Contemporary Reviews

Monthly Review, 2nd ser. 98 (May 1822): 98.

In this novel we have to deal with a production altogether different from the usual run of imitations of the Waverley school: but it is rather an offshoot of the worn out and decayed stock which flourished under the warm auspices and romantic hand of Mrs. Radcliffe; afterward fostered by the more daring and luxuriant culture of such naturalists as Mr. Monk Lewis. Though guiltless of some of the exceptionable descriptions of the latter, it contains enough of their luxurious spirit, exaggeration, and absurdities, to deserve critical reprobation. The story, however, is by no means ill imagined, or badly told; the language is attractive and eloquent, and the characters are rather distinctly and powerfully drawn. That of the bold, wary, and ambitious priest, Father Valerius, we can conceive to be a tolerably correct picture of Catholic discipline and superstition; with its influence over the highest orders in society, its political intrigues, its private animosities, and its anti-social if not demoralising effects, some centuries since. It is, however, the only one that gives interest to the volumes; the others, when not merely common-place, being extravagant, and out of nature; and each making its exit with the most tragi-comic air imaginable. We have a heroine in the thread-bare disguise of a page, pleading long and unsuccessful love to a handsome but hard-hearted young monk, who proves to be an earl’s son, stolen away in his cradle by the priest: then the earl himself, full of melancholy musings; and the countess, haunted by the terrific presence and spiritual ascendancy of her father-confessor. Under his withering frown, the maternal duties and affections are all blighted, and by his bigoted prohibition cast away.

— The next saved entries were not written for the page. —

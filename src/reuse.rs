//! Reuse detection against stored salted digests.

use secrecy::SecretString;

use crate::hasher::digest;
use crate::types::StoredCredential;

/// Returns `true` if `candidate` matches any stored credential.
///
/// Every stored credential has its own salt, so the candidate is re-hashed
/// with each one; comparing raw digests across salts never matches. Cost is
/// one SHA-256 per stored credential.
pub fn is_reused(candidate: &SecretString, stored: &[StoredCredential]) -> bool {
    stored
        .iter()
        .any(|credential| digest(candidate, &credential.salt) == credential.digest)
}

#[cfg(test)]
mod tests {
    use super::*;
    use crate::hasher::new_salt;
    use crate::types::StrengthTier;

    fn secret(s: &str) -> SecretString {
        SecretString::new(s.to_string().into())
    }

    fn stored_for(password: &str) -> StoredCredential {
        let salt = new_salt();
        StoredCredential {
            digest: digest(&secret(password), &salt),
            salt,
            strength_tier: StrengthTier::Strong,
            violation_count: 0,
        }
    }

    #[test]
    fn test_is_reused_match() {
        let stored = vec![stored_for("Secret1!")];
        assert!(is_reused(&secret("Secret1!"), &stored));
    }

    #[test]
    fn test_is_reused_no_match() {
        let stored = vec![stored_for("Secret1!")];
        assert!(!is_reused(&secret("Different1!"), &stored));
    }

    #[test]
    fn test_is_reused_empty_population() {
        assert!(!is_reused(&secret("anything"), &[]));
    }

    #[test]
    fn test_is_reused_finds_match_among_many() {
        let stored: Vec<_> = ["alpha1!A", "bravo2@B", "Secret1!", "delta4#D"]
            .iter()
            .map(|p| stored_for(p))
            .collect();
        assert!(is_reused(&secret("Secret1!"), &stored));
        assert!(!is_reused(&secret("secret1!"), &stored));
    }

    #[test]
    fn test_is_reused_requires_rehash_with_stored_salt() {
        // A digest computed under a fresh salt never equals the stored one.
        let stored = stored_for("Secret1!");
        let naive = digest(&secret("Secret1!"), &new_salt());
        assert_ne!(naive, stored.digest);
        assert!(is_reused(&secret("Secret1!"), &[stored]));
    }
}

On the return of this lady’s daughter, whom she has not seen for fifteen years, the earl makes an attempt to recall her to more natural feelings, but in vain: for Father Valerius, in his cold, haughty, and imperturbable ascendancy, stands near, ready to snatch the countess from her husband’s and her daughter’s arms. In this scene the chief merit of the work resides, and it is indeed well conceived, and skilfully wrought up.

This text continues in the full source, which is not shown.